The hospital was built in two separate campuses, but over the past year all patients have been moved to the East Campus in an effort to consolidate patient care. This has left the West Campus with dozens of empty buildings in various stages of disrepair. The Center Building, the oldest on campus, was built in 1855. Its architect Thomas Walter also designed the dome of the U.S. Capital. It has been boarded up and vacant for forty years.
Kinsley: "I think that we ought to do is think very carefully how we go into this building."
Holland: "We will take you to those areas that we think are safer than others."
Joy Holland is Chief Executive Officer for St. Elizabeths. She passes out hard hats for protection and directs a group of reporters into the Center Building for a look around. "What you're seeing here basically, is an area where the paint has been peeling for years," she says. "It is notorious overhead that if you stayed in the area pieces would literally fall on your head. The lighting overhead, except for the emergency lights that we have up there, you can not feel safe if you were under them because they might very well give way. All the doors are not necessarily on their hinges and some have been boarded up with plywood so that you can not go into those rooms at all."

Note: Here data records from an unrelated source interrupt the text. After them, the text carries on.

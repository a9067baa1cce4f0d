//! A lock-free, wait-free, block-free logger for multi-threaded `std` programs.
//!
//! (lock-free as in a producer's `record` call never blocks on another
//! producer; wait-free as in there's no spinning or CAS loop to capture a
//! record; and block-free as in a producer never waits for the formatting
//! or I/O the consumer eventually does)
//!
//! # Working principle
//!
//! Each producer thread owns a [`LocalLogger`]: a small ring of fixed-size
//! capture arenas. Calling [`LocalLogger::record`]
//! bitwise-copies the argument pack into the current arena -- no formatting,
//! no locking, no allocation, just a bump-pointer write. When an arena
//! fills, or [`LocalLogger::flush`] is called explicitly, the arena is
//! handed off to a registered [`LogServer`] running on a dedicated consumer
//! thread, which formats and emits each record through a single
//! host-supplied print callable.
//!
//! Nothing is without trade-offs: this logger holds plenty of static memory
//! (one fixed-size arena ring per producer) in exchange for a producer-side
//! fast path that is as cheap as a `memcpy`. Compared to loggers that do I/O
//! synchronously, this design spends more total CPU work to log the same
//! data, but almost none of it is spent on the thread that's actually doing
//! application work.
//!
//! # Example
//!
//! ```
//! use quicklog::{record, LocalLogger, LogServer};
//! use quicklog::platform::StdAdapter;
//! use std::thread;
//!
//! static LOGGER: LocalLogger<4, 256> = LocalLogger::new();
//! static SERVER: std::sync::OnceLock<LogServer<8, StdAdapter>> = std::sync::OnceLock::new();
//!
//! let server = SERVER.get_or_init(|| {
//!     LogServer::new(StdAdapter::new(), |args| println!("{:?}", args))
//! });
//! server.register(&LOGGER);
//!
//! let consumer = thread::spawn(move || server.run_consumer());
//!
//! record!(LOGGER, "connected", 7u32);
//! LOGGER.flush();
//!
//! server.shutdown();
//! consumer.join().unwrap();
//! ```
//!
//! # Benchmarks
//!
//! No `benches/` harness ships with this crate (out of scope, per the
//! design notes: throughput numbers depend on the host's print callable
//! and platform adapter, neither of which this crate controls). The
//! property this design optimizes for is constant-time, allocation-free
//! capture on the producer's fast path -- `record` is a bounds check plus a
//! bump-pointer `memcpy`, regardless of how many producers or how slow the
//! consumer's formatting turns out to be.
//!
//! # Potential improvements
//!
//! - A `no_std` variant of [`platform::PlatformAdapter`] backed by an
//!   interrupt-driven wait/notify primitive, for the embedded targets this
//!   design was originally drawn from.
//! - Per-logger backpressure policies (drop-oldest, drop-newest) as an
//!   alternative to raising [`LogError::LoggerFull`] when every arena is
//!   awaiting drain.

mod arena;
mod dispatch;
mod error;
mod logger;
pub mod platform;
mod semaphore;
mod server;

pub use dispatch::{PrintFn, RecordArgs};
pub use error::{set_error_hook, ErrorHook, LogError};
pub use logger::LocalLogger;
pub use platform::PlatformAdapter;
pub use server::{Drainable, LogServer, NotifySink};
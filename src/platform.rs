//! The platform adapter: the host-supplied `wait`/`notify`/`lock`/`unlock`
//! capability set the [`LogServer`](crate::LogServer) is parametrized over
//! (spec §4.5/§6).

use lock_api::RawMutex as _;
use parking_lot::{Condvar, Mutex, RawMutex};
use std::thread;

/// Host-supplied `wait`/`notify`/`lock`/`unlock` primitives.
///
/// `wait`/`notify` gate the consumer's sleep; `lock`/`unlock` guard the
/// server's registry only -- they are never acquired on a producer's
/// `record`/`flush` fast path (spec §4.4 rationale).
pub trait PlatformAdapter: Send + Sync {
    /// Blocks until a subsequent [`notify`](Self::notify). Spurious
    /// wakeups are allowed.
    fn wait(&self);

    /// Wakes at most one waiter in `wait`, or records a pending wake if
    /// nobody is currently waiting.
    fn notify(&self);

    /// Acquires the registry lock.
    fn lock(&self);

    /// Releases the registry lock.
    fn unlock(&self);
}

/// The default, ready-to-use adapter: a `parking_lot` raw mutex for the
/// registry (matching spec §4.5's separate, non-RAII `lock`/`unlock`
/// operations -- `std::sync::Mutex`'s guard-scoped API can't express that
/// directly, but `parking_lot`'s raw lock can) plus a condvar-guarded
/// pending-wake flag for `wait`/`notify`, so a `notify()` that arrives
/// while nobody is waiting is not lost.
pub struct StdAdapter {
    registry_lock: RawMutex,
    pending_wake: Mutex<bool>,
    condvar: Condvar,
}

impl StdAdapter {
    /// A fresh adapter with an unlocked registry and no pending wake.
    pub fn new() -> Self {
        Self {
            registry_lock: RawMutex::INIT,
            pending_wake: Mutex::new(false),
            condvar: Condvar::new(),
        }
    }
}

impl Default for StdAdapter {
    fn default() -> Self {
        Self::new()
    }
}

impl PlatformAdapter for StdAdapter {
    fn wait(&self) {
        let mut pending = self.pending_wake.lock();
        if !*pending {
            self.condvar.wait(&mut pending);
        }
        *pending = false;
    }

    fn notify(&self) {
        let mut pending = self.pending_wake.lock();
        *pending = true;
        self.condvar.notify_one();
    }

    fn lock(&self) {
        self.registry_lock.lock();
    }

    fn unlock(&self) {
        // SAFETY: every `unlock` call in this crate is paired with a
        // preceding `lock` call on the same adapter instance (`LogServer`
        // always calls them as `lock(); ...; unlock();` within one
        // function), so the raw mutex is always held by the caller here.
        unsafe { self.registry_lock.unlock() };
    }
}

/// A degenerate adapter: `wait` yields the CPU instead of sleeping, `notify`
/// is a no-op, `lock`/`unlock` are no-ops.
///
/// Explicitly sanctioned by spec §4.5 "at the cost of consumer
/// busy-polling." Valid only when the host does not call
/// [`LogServer::register`](crate::LogServer::register) concurrently with
/// the consumer thread's drain loop, since there is no real mutual
/// exclusion behind `lock`/`unlock` here.
#[derive(Debug, Default, Clone, Copy)]
pub struct YieldAdapter;

impl PlatformAdapter for YieldAdapter {
    fn wait(&self) {
        thread::yield_now();
    }

    fn notify(&self) {}

    fn lock(&self) {}

    fn unlock(&self) {}
}

#[cfg(test)]
mod tests {
    use super::*;
    use std::sync::Arc;
    use std::time::Duration;

    #[test]
    fn notify_before_wait_is_not_lost() {
        let adapter = Arc::new(StdAdapter::new());
        adapter.notify();
        // must return promptly; a hang here means the pending wake was lost
        adapter.wait();
    }

    #[test]
    fn wait_wakes_on_notify_from_another_thread() {
        let adapter = Arc::new(StdAdapter::new());
        let a2 = adapter.clone();
        let handle = thread::spawn(move || {
            thread::sleep(Duration::from_millis(20));
            a2.notify();
        });
        adapter.wait();
        handle.join().unwrap();
    }

    #[test]
    fn lock_unlock_round_trips() {
        let adapter = StdAdapter::new();
        adapter.lock();
        adapter.unlock();
        adapter.lock();
        adapter.unlock();
    }
}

Washington DC Mental Health Director Martha Kinsley says the West Campus with the Center Building as its hub now is both a liability and an opportunity.
Kinsley: "We're very concerned about the future of the west campus because one, we're responsible for the upkeep here and, that's very hard to do and run a modern hospital at the same time, but two, this is a very valuable land in the middle of the city that could be yielding very important revenues for our city, so that we're not so reliant on the taxpayer."

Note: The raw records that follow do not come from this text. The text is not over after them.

//! The capture arena: a fixed-size byte region holding a contiguous sequence
//! of self-describing records (spec §3/§4.1).

use std::mem;
use std::ptr;

use crate::dispatch::{PrintFn, RecordArgs};
use crate::error::{error_hook, LogError};

/// Maximum scalar alignment the arena guarantees for every record's start
/// offset, so that casting the bytes at any such offset to a [`RecordHeader`]
/// is defined behavior (spec §4.1).
const ARENA_ALIGN: usize = 16;

/// `(size_in_bytes, reprint_thunk)` stored immediately before a record's
/// payload bytes (spec §3 Record).
///
/// `size` is the aligned footprint of the whole record (header + payload +
/// padding) -- `drain` advances by this value alone, never by recomputing
/// anything from the payload's type, matching "the walk uses
/// record-declared sizes only" (spec §4.1).
#[repr(C)]
struct RecordHeader {
    size: u32,
    reprint: ReprintThunk,
}

/// A function pointer to a monomorphized reprint routine: one distinct
/// compiled body per `A: RecordArgs` used at any `record()` call site in the
/// program, all coercing to this single non-generic pointer type so a
/// `CaptureArena` can hold records of different argument-type packs
/// side by side (spec §9, "Polymorphic record without heap or virtual
/// tables").
type ReprintThunk = unsafe fn(*const u8, &PrintFn);

/// Decodes the payload at `payload` as `A` and hands it to `print`.
///
/// # Safety
///
/// `payload` must point to at least `size_of::<A>()` readable bytes written
/// by a previous `ptr::copy_nonoverlapping` of a live `A` value (see
/// [`CaptureArena::try_push`]).
unsafe fn reprint_shim<A: RecordArgs>(payload: *const u8, print: &PrintFn) {
    let bytes = std::slice::from_raw_parts(payload, mem::size_of::<A>());
    let args = A::read_from(bytes);
    print(&args);
}

const fn align_up(n: usize, align: usize) -> usize {
    (n + align - 1) & !(align - 1)
}

/// A fixed-capacity, bump-allocated byte region holding a sequence of
/// records (spec §3 Capture Arena).
///
/// `B` is the arena's capacity in bytes. The backing storage is laid out
/// first and aligned to [`ARENA_ALIGN`] so every record's start offset
/// shares that alignment.
#[repr(C, align(16))]
#[derive(Clone, Copy)]
pub struct CaptureArena<const B: usize> {
    bytes: [u8; B],
    /// Bytes used. Always a multiple of [`ARENA_ALIGN`].
    pos: u32,
    /// Records written since the last `drain`.
    count: u32,
}

impl<const B: usize> CaptureArena<B> {
    /// An empty arena.
    pub const fn new() -> Self {
        Self {
            bytes: [0; B],
            pos: 0,
            count: 0,
        }
    }

    /// `pos == 0`: no record is currently held.
    pub fn empty(&self) -> bool {
        self.pos == 0
    }

    /// Attempts to append `args` as a new record.
    ///
    /// Returns `false` without mutating any state if `args`'s aligned
    /// footprint does not fit in the remaining space (spec §4.1: "return
    /// failure without partial writes").
    pub fn try_push<A: RecordArgs>(&mut self, args: A) -> bool {
        let header_size = mem::size_of::<RecordHeader>();
        let payload_size = mem::size_of::<A>();
        let footprint = align_up(header_size + payload_size, ARENA_ALIGN);

        if self.pos as usize + footprint > B {
            return false;
        }

        // SAFETY: `footprint` bytes starting at `pos` are within `bytes`
        // (checked above), `pos` is always a multiple of `ARENA_ALIGN` so
        // the `RecordHeader` write below is aligned, and `args` is `Copy`
        // so copying its bytes elsewhere and later reading them back as a
        // fresh `A` recovers an equivalent value.
        unsafe {
            let base = self.bytes.as_mut_ptr().add(self.pos as usize);
            (base as *mut RecordHeader).write(RecordHeader {
                size: footprint as u32,
                reprint: reprint_shim::<A>,
            });
            let payload_ptr = base.add(header_size);
            ptr::copy_nonoverlapping(&args as *const A as *const u8, payload_ptr, payload_size);
        }

        self.pos += footprint as u32;
        self.count += 1;
        true
    }

    /// Walks every record in insertion order invoking its reprint routine
    /// against `print`, then resets the arena to empty (spec §4.1).
    ///
    /// Only ever called by the consumer thread, after the producer has
    /// handed this arena off via `advance` (spec §3 Record lifetime).
    ///
    /// The walk trusts only record-declared sizes (spec §4.1: "never
    /// external metadata"), so a corrupt size is unrecoverable on its own --
    /// each step is bounds-checked against `B` before the stored header is
    /// read and before its `size` is trusted for the next step, and any
    /// violation is routed through the error hook instead of walking the
    /// pointer out of bounds.
    pub fn drain(&mut self, print: &PrintFn) {
        let header_size = mem::size_of::<RecordHeader>();
        let mut offset = 0usize;
        for _ in 0..self.count {
            if offset + header_size > B {
                error_hook()(LogError::CorruptRecord { offset, capacity: B });
                break;
            }

            // SAFETY: the bounds check above guarantees `header_size` bytes
            // at `offset` are within `bytes`, and `offset` was produced by
            // summing previously-written `RecordHeader::size` values (each
            // checked below before being trusted), so it lands on a live
            // header written by `try_push`.
            let size = unsafe {
                let header_ptr = self.bytes.as_ptr().add(offset) as *const RecordHeader;
                let header = &*header_ptr;
                let payload_ptr = self.bytes.as_ptr().add(offset + header_size);
                (header.reprint)(payload_ptr, print);
                header.size as usize
            };

            if offset + size > B {
                error_hook()(LogError::CorruptRecord { offset, capacity: B });
                break;
            }
            offset += size;
        }
        self.pos = 0;
        self.count = 0;
    }
}

#[cfg(test)]
mod tests {
    use super::*;
    use std::sync::Mutex;

    #[test]
    fn try_push_rejects_when_full_without_partial_writes() {
        let mut arena: CaptureArena<48> = CaptureArena::new();
        assert!(arena.try_push(1u8));
        let pos_after_first = arena.pos;
        // A record this large cannot fit in the remainder.
        assert!(!arena.try_push([0u8; 64]));
        assert_eq!(arena.pos, pos_after_first, "rejected push must not mutate pos");
    }

    #[test]
    fn exact_fit_then_rollover() {
        // header is 16 bytes (u32 + fn ptr, rounded to 16-byte arena align),
        // so a zero-sized payload takes exactly one footprint of 16 bytes.
        let mut arena: CaptureArena<16> = CaptureArena::new();
        assert!(arena.try_push(()));
        assert!(
            !arena.try_push(()),
            "second record must not fit in a 16-byte, 1-record arena"
        );
    }

    #[test]
    fn drain_visits_records_in_order_and_resets() {
        let seen: Mutex<Vec<String>> = Mutex::new(Vec::new());
        let print = |args: &dyn std::fmt::Debug| {
            seen.lock().unwrap().push(format!("{:?}", args));
        };

        let mut arena: CaptureArena<256> = CaptureArena::new();
        assert!(arena.try_push(0i32));
        assert!(arena.try_push(1i32));
        assert!(arena.try_push(2i32));
        assert!(!arena.empty());

        arena.drain(&print);

        assert!(arena.empty());
        assert_eq!(arena.count, 0);
        assert_eq!(&*seen.lock().unwrap(), &["0", "1", "2"]);
    }

    #[test]
    fn drain_routes_a_corrupt_record_size_through_the_error_hook_instead_of_reading_oob() {
        // The default hook panics; installing a silent one here (or letting
        // another test in this binary win the race to install one first, per
        // the shared-process-wide-hook caveat documented in logger.rs's
        // tests) is what lets this test observe "did not panic" rather than
        // "which closure happened to run".
        let _ = crate::error::set_error_hook(|_| {});

        let mut arena: CaptureArena<64> = CaptureArena::new();
        assert!(arena.try_push(1i32));

        // Corrupt the just-written header's declared size so a blind walk
        // would read past the 64-byte arena.
        unsafe {
            let header_ptr = arena.bytes.as_mut_ptr() as *mut RecordHeader;
            (*header_ptr).size = 10_000;
        }

        let print = |_: &dyn std::fmt::Debug| {};
        arena.drain(&print);

        assert!(arena.empty(), "drain must still reset the arena after a corrupt record");
    }
}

Skirble: What would you like to see happen to the West Campus?"
Kinsley: In the middle of this West Campus we have two very wonderful buildings which would be wonderful for arts. One is an old-fashioned dance hall and one is a theater. Both could be restored and become signature pieces for this community and for this city. And from there we could have lots of green space for citizens to use."
St. Elizabeths Chief Executive Officer Joy Holland sees beyond the dust and crumbling brick in the Central Building to something better.
Holland: "This is a great opportunity to do something to a building that is knee deep in our culture."
Skirble: "What do you see as the greatest challenge to effecting that vision?"
Holland: "Awareness, I think public awareness. People coming in, taking a look and being creative."
Joy Holland says work on a master revitalization plan to determine the best use of the property has already begun. City managers are calling on Congress for money to restore the buildings. They want to develop new educational, cultural and financial institutions that can benefit both the neighborhood and the city at large.